Your assignment: The records appear below. Repeat them exactly.

Data supplied:
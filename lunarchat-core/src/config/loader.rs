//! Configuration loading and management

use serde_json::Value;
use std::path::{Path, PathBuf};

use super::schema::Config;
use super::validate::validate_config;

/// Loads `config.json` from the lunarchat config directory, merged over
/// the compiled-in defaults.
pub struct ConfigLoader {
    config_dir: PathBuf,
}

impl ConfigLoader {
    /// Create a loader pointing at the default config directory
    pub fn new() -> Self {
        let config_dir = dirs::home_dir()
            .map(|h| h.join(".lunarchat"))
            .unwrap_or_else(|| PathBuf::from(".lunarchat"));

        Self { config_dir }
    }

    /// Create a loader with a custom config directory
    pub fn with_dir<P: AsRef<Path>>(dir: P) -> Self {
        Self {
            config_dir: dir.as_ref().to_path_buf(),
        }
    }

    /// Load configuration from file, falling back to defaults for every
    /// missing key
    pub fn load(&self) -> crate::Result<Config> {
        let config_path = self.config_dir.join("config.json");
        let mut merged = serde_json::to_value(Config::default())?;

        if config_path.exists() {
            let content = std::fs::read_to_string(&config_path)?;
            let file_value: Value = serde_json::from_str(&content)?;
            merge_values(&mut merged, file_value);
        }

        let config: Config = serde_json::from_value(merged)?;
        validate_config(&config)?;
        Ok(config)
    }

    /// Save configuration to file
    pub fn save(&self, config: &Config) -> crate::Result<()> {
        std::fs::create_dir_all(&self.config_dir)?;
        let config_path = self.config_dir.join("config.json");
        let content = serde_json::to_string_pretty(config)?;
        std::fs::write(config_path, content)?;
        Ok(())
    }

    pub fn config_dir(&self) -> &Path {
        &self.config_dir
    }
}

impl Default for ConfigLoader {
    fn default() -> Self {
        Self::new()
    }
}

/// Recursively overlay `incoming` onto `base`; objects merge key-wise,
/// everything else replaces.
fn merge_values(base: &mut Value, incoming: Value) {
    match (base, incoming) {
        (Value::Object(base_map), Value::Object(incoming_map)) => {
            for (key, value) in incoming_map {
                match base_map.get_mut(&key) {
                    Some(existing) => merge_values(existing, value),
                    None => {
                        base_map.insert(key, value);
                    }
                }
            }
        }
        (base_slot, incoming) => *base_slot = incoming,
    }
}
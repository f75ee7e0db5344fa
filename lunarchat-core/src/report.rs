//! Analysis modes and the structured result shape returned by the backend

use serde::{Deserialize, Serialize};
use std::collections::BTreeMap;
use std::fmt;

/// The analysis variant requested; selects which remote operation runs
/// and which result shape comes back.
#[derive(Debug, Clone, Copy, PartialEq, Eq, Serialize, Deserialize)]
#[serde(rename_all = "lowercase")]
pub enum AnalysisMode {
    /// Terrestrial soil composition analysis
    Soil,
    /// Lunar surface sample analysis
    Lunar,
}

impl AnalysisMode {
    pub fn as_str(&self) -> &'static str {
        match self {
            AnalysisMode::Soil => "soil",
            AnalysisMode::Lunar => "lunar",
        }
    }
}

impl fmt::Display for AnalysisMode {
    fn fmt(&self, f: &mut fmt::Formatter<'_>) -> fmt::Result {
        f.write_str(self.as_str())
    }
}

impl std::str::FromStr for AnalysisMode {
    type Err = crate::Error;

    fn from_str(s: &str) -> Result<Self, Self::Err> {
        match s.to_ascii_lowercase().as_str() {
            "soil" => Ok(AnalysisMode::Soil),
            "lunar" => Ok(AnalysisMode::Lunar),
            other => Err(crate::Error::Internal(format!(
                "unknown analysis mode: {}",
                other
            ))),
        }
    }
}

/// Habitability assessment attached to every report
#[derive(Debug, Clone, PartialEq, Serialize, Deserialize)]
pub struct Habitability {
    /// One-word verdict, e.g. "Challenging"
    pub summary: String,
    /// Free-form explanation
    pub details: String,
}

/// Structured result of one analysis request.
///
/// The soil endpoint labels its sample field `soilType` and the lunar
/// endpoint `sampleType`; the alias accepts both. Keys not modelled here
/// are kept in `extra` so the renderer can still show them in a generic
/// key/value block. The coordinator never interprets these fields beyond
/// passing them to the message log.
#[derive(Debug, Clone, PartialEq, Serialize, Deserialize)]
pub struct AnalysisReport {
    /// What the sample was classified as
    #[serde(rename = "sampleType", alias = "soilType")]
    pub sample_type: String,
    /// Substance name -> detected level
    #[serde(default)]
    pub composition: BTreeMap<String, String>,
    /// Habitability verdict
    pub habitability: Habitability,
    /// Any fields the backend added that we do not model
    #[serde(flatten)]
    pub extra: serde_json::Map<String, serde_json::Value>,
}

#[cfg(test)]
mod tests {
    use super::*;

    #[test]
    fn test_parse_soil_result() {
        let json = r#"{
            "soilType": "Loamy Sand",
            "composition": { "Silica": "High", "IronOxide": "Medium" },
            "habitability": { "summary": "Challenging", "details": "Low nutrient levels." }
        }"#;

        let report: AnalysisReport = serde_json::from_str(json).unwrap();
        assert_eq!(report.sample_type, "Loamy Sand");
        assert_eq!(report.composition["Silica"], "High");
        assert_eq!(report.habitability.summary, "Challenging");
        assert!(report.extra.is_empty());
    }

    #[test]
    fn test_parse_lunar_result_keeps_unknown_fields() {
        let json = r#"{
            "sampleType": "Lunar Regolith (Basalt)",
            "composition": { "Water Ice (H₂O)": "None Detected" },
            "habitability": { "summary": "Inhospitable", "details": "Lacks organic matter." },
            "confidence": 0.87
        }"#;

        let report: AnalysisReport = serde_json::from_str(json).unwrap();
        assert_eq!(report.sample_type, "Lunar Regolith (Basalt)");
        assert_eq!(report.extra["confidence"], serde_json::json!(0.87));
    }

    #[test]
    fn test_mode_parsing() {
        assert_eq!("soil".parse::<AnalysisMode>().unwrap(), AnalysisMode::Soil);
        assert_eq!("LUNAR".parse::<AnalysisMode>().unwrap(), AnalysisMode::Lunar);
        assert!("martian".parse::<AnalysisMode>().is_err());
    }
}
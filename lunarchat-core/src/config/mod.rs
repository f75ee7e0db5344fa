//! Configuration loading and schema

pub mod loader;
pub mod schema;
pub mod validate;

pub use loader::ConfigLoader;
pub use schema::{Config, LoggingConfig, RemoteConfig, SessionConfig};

Your response:
filename lunarchat-core/src/config/loader.rs
//! Configuration loading and management

use serde_json::Value;
use std::path::{Path, PathBuf};

use super::schema::Config;
use super::validate::validate_config;

/// Loads `config.json` from the lunarchat config directory, merged over
/// the compiled-in defaults.
pub struct ConfigLoader {
    config_dir: PathBuf,
}

impl ConfigLoader {
    /// Create a loader pointing at the default config directory
    pub fn new() -> Self {
        let config_dir = dirs::home_dir()
            .map(|h| h.join(".lunarchat"))
            .unwrap_or_else(|| PathBuf::from(".lunarchat"));

        Self { config_dir }
    }

    /// Create a loader with a custom config directory
    pub fn with_dir<P: AsRef<Path>>(dir: P) -> Self {
        Self {
            config_dir: dir.as_ref().to_path_buf(),
        }
    }

    /// Load configuration from file, falling back to defaults for every
    /// missing key
    pub fn load(&self) -> crate::Result<Config> {
        let config_path = self.config_dir.join("config.json");
        let mut merged = serde_json::to_value(Config::default())?;

        if config_path.exists() {
            let content = std::fs::read_to_string(&config_path)?;
            let file_value: Value = serde_json::from_str(&content)?;
            merge_values(&mut merged, file_value);
        }

        let config: Config = serde_json::from_value(merged)?;
        validate_config(&config)?;
        Ok(config)
    }

    /// Save configuration to file
    pub fn save(&self, config: &Config) -> crate::Result<()> {
        std::fs::create_dir_all(&self.config_dir)?;
        let config_path = self.config_dir.join("config.json");
        let content = serde_json::to_string_pretty(config)?;
        std::fs::write(config_path, content)?;
        Ok(())
    }

    pub fn config_dir(&self) -> &Path {
        &self.config_dir
    }
}

impl Default for ConfigLoader {
    fn default() -> Self {
        Self::new()
    }
}

/// Recursively overlay `incoming` onto `base`; objects merge key-wise,
/// everything else replaces.
fn merge_values(base: &mut Value, incoming: Value) {
    match (base, incoming) {
        (Value::Object(base_map), Value::Object(incoming_map)) => {
            for (key, value) in incoming_map {
                match base_map.get_mut(&key) {
                    Some(existing) => merge_values(existing, value),
                    None => {
                        base_map.insert(key, value);
                    }
                }
            }
        }
        (base_slot, incoming) => *base_slot = incoming,
    }
}
repository f75ee7e0db5344fa
filename lunarchat-core/src/report.rs
//! Analysis modes and the structured result shape returned by the backend

use serde::{Deserialize, Serialize};
use std::collections::BTreeMap;
use std::fmt;

/// The analysis variant requested; selects which remote operation runs
/// and which result shape comes back.
#[derive(Debug, Clone, Copy, PartialEq, Eq, Serialize, Deserialize)]
#[serde(rename_all = "lowercase")]
pub enum AnalysisMode {
    /// Terrestrial soil composition analysis
    Soil,
    /// Lunar surface sample analysis
    Lunar,
}

impl AnalysisMode {
    pub fn as_str(&self) -> &'static str {
        match self {
            AnalysisMode::Soil => "soil",
            AnalysisMode::Lunar => "lunar",
        }
    }
}

impl fmt::Display for AnalysisMode {
    fn fmt(&self, f: &mut fmt::Formatter<'_>) -> fmt::Result {
        f.write_str(self.as_str())
    }
}

impl std::str::FromStr for AnalysisMode {
    type Err = crate::Error;

    fn from_str(s: &str) -> Result<Self, Self::Err> {
        match s.to_ascii_lowercase().as_str() {
            "soil" => Ok(AnalysisMode::Soil),
            "lunar" => Ok(AnalysisMode::Lunar),
            other => Err(crate::Error::Internal(format!(
                "unknown analysis mode: {}",
                other
            ))),
        }
    }
}

/// Habitability assessment attached to every report
#[derive(Debug, Clone, PartialEq, Serialize, Deserialize)]
pub struct Habitability {
    /// One-word verdict, e.g. "Challenging"
    pub summary: String,
    /// Free-form explanation
    pub details: String,
}

/// Structured result of one analysis request.
///
/// The soil endpoint labels its sample field `soilType` and the lunar
/// endpoint `sampleType`; the alias accepts both. Keys not modelled here
/// are kept in `extra` so the renderer can still show them in a generic
/// key/value block. The coordinator never interprets these fields beyond
/// passing them to the message log.
#[derive(Debug, Clone, PartialEq, Serialize, Deserialize)]
pub struct AnalysisReport {
    /// What the sample was classified as
    #[serde(rename = "sampleType", alias = "soilType")]
    pub sample_type: String,
    /// Substance name -> detected level
    #[serde(default)]
    pub composition: BTreeMap<String, String>,
    /// Habitability verdict
    pub habitability: Habitability,
    /// Any fields the backend added that we do not model
    #[serde(flatten)]
    pub extra: serde_json::Map<String, serde_json::Value>,
}

#[cfg(test)]
mod tests {
    use super::*;

    #[test]
    fn test_parse_soil_result() {
        let json = r#"{
            "soilType": "Loamy Sand",
            "composition": { "Silica": "High", "IronOxide": "Medium" },
            "habitability": { "summary": "Challenging", "details": "Low nutrient levels." }
        }"#;

        let report: AnalysisReport = serde_json::from_str(json).unwrap();
        assert_eq!(report.sample_type, "Loamy Sand");
        assert_eq!(report.composition["Silica"], "High");
        assert_eq!(report.habitability.summary, "Challenging");
        assert!(report.extra.is_empty());
    }

    #[test]
    fn test_parse_lunar_result_keeps_unknown_fields() {
        let json = r#"{
            "sampleType": "Lunar Regolith (Basalt)",
            "composition": { "Water Ice (H₂O)": "None Detected" },
            "habitability": { "summary": "Inhospitable", "details": "Lacks organic matter." },
            "confidence": 0.87
        }"#;

        let report: AnalysisReport = serde_json::from_str(json).unwrap();
        assert_eq!(report.sample_type, "Lunar Regolith (Basalt)");
        assert_eq!(report.extra["confidence"], serde_json::json!(0.87));
    }

    #[test]
    fn test_mode_parsing() {
        assert_eq!("soil".parse::<AnalysisMode>().unwrap(), AnalysisMode::Soil);
        assert_eq!("LUNAR".parse::<AnalysisMode>().unwrap(), AnalysisMode::Lunar);
        assert!("martian".parse::<AnalysisMode>().is_err());
    }
}
filename lunarchat-core/src/config/mod.rs
repository f75ee7e0db5344fa
//! Configuration loading and schema

pub mod loader;
pub mod schema;
pub mod validate;

pub use loader::ConfigLoader;
pub use schema::{Config, LoggingConfig, RemoteConfig, SessionConfig};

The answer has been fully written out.